Der viel anspruchsvolleren Gentherapie fehlen weitgehend die Erfolge. «Wir alle kratzen uns am Kopf und wundern uns», sagt deshalb Francis Collins, Leiter des US-amerikanischen «National Human Genome Research Institute». Erfolge, wenn man sie denn als solche bezeichnen darf, «feiert» die Gentechnologie nur beim Saatgut. In grossen Agrarstaaten wie den USA, Brasilien oder Argentinien ist bereits die Mehrheit der Ackerflächen gentechnisch verseucht. Monsanto profitiert von ihrem Monopol, derweil die Bauern mit resistenten Unkräutern, hohen Kosten, sinkenden Erträgen und renitenten Konsumenten kämpfen.

In den letzten Jahren hat die Wissenschaft weitere Entdeckungen gemacht, die die Gen-Hypothese in ihren Grundfesten erschüttern. So hat sich gezeigt, dass das Erbgut keine Konstante ist, sondern sich während des Lebens verändert. Und: 98 Prozent der DNA enthalten gar keine Gene. Noch wird gerätselt, wozu sich die Natur diesen scheinbar nutzlosen Informationsüberschuss leistet. «Das Gen ist in einer Identitätskrise», schrieb denn auch die New York Times. Mittlerweile richtet sich die Aufmerksamkeit der Forschung auf die ältere RNA, die u.a. Gene an- und abschalten kann. Wieder hofft die Pharma-Industrie auf Medikamente und Therapien. Ein weiteres Forschungsgebiet ist die Epigenetik, der weitläufigen Zusammenhänge um die eigentliche Genetik herum. Diese sind allerdings so kompliziert, dass es zu deren Erforschung die Zusammenarbeit von Biologen, Medizinern, Chemikern, Mathematikern und Informatikern braucht.

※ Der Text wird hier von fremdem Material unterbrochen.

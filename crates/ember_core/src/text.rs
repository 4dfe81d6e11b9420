//! Text span types for source location tracking.
//!
//! Syntax nodes, bound nodes and diagnostics all point back into the source
//! through a [`TextSpan`].

use serde::{Deserialize, Serialize};
use std::fmt;
use std::ops::Range;

/// A position in source text, measured as a byte offset from the start.
pub type TextPos = u32;

/// A span in source text, defined by a start position and a length.
#[derive(Copy, Clone, Default, Eq, PartialEq, Hash, Serialize, Deserialize)]
pub struct TextSpan {
    /// The byte offset where this span starts.
    pub start: TextPos,
    /// The length of this span in bytes.
    #[serde(default)]
    pub length: TextPos,
}

impl TextSpan {
    /// Create a new text span.
    #[inline]
    pub fn new(start: TextPos, length: TextPos) -> Self {
        Self { start, length }
    }

    /// The end position of this span (exclusive).
    #[inline]
    pub fn end(&self) -> TextPos {
        self.start + self.length
    }

    /// Convert to a byte range, e.g. for slicing the source text.
    #[inline]
    pub fn to_range(&self) -> Range<usize> {
        self.start as usize..self.end() as usize
    }

    /// The smallest span covering both `self` and `other`.
    #[inline]
    pub fn union(&self, other: &TextSpan) -> TextSpan {
        let start = self.start.min(other.start);
        let end = self.end().max(other.end());
        TextSpan::new(start, end - start)
    }
}

impl fmt::Debug for TextSpan {
    fn fmt(&self, f: &mut fmt::Formatter<'_>) -> fmt::Result {
        write!(f, "{}..{}", self.start, self.end())
    }
}

impl fmt::Display for TextSpan {
    fn fmt(&self, f: &mut fmt::Formatter<'_>) -> fmt::Result {
        write!(f, "[{}, {})", self.start, self.end())
    }
}

#[cfg(test)]
mod tests {
    use super::*;

    #[test]
    fn test_span_end_and_range() {
        let span = TextSpan::new(4, 6);
        assert_eq!(span.end(), 10);
        assert_eq!(span.to_range(), 4..10);
        assert_eq!(TextSpan::new(3, 0).to_range(), 3..3);
    }

    #[test]
    fn test_span_deserialize_without_length() {
        let span: TextSpan = serde_json::from_str(r#"{ "start": 7 }"#).unwrap();
        assert_eq!(span, TextSpan::new(7, 0));
    }

    #[test]
    fn test_span_display() {
        assert_eq!(format!("{}", TextSpan::new(1, 2)), "[1, 3)");
        assert_eq!(format!("{:?}", TextSpan::new(1, 2)), "1..3");
    }
}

Das ist allerdings die Spitze der Wissenschaft. Der Hauptharst denkt und arbeitet immer noch in den alten Mustern. So ist zum Beispiel Dirk Dobbelaere, Professor für Biopathologie an der Uni Bern und Leiter des nationalen Forschungsprogramms 59 (Nutzen und Risiken der Freisetzung gentechnisch veränderter Pflanzen) trotz der eklatanten Misserfolge der Gentechnologie überzeugt: «Die Gentechnologie kommt früher oder später auch in die Schweiz». Mit dieser Haltung ist der Mann denkbar ungeeignet, die Grundlagen für einen rationalen und unvoreingenommenen Entscheid zu schaffen. Denn wer den Wissenschaftsbetrieb kennt, weiss: Mit genügend Geld lässt sich fast alles irgendwie beweisen. Jahrzehntelang wurden uns unbedeutende Erkenntnisse als bevorstehende Durchbrüche serviert. Auf den Tatbeweis warten wir immer noch.

Während die Gentechnologie auf dem Totenbett liegt und von einer gut bezahlten Truppe von gestrigen Wissenschaftlern im Wachkoma gehalten wird, gelangen unabhängige Forscher zu tatsächlich bahnbrechenden Erkenntnissen. Der Biophysiker Pjotr Garjajev von der Russischen Akademie der Wissenschaft hat festgestellt, dass die DNA nicht nur Träger von molekularbiologischen Informationen ist, sondern auch über ein typisches elektromagnetisches Schwingungsmuster verfügt. In einem Experiment zeichnete er die Schwingungsmuster von Salamanderembryonen auf und bestrahlte damit Froscheier. Aus ihnen entwickelten sich – Salamander! Richtig froh kann einem diese Entdeckung allerdings nicht machen.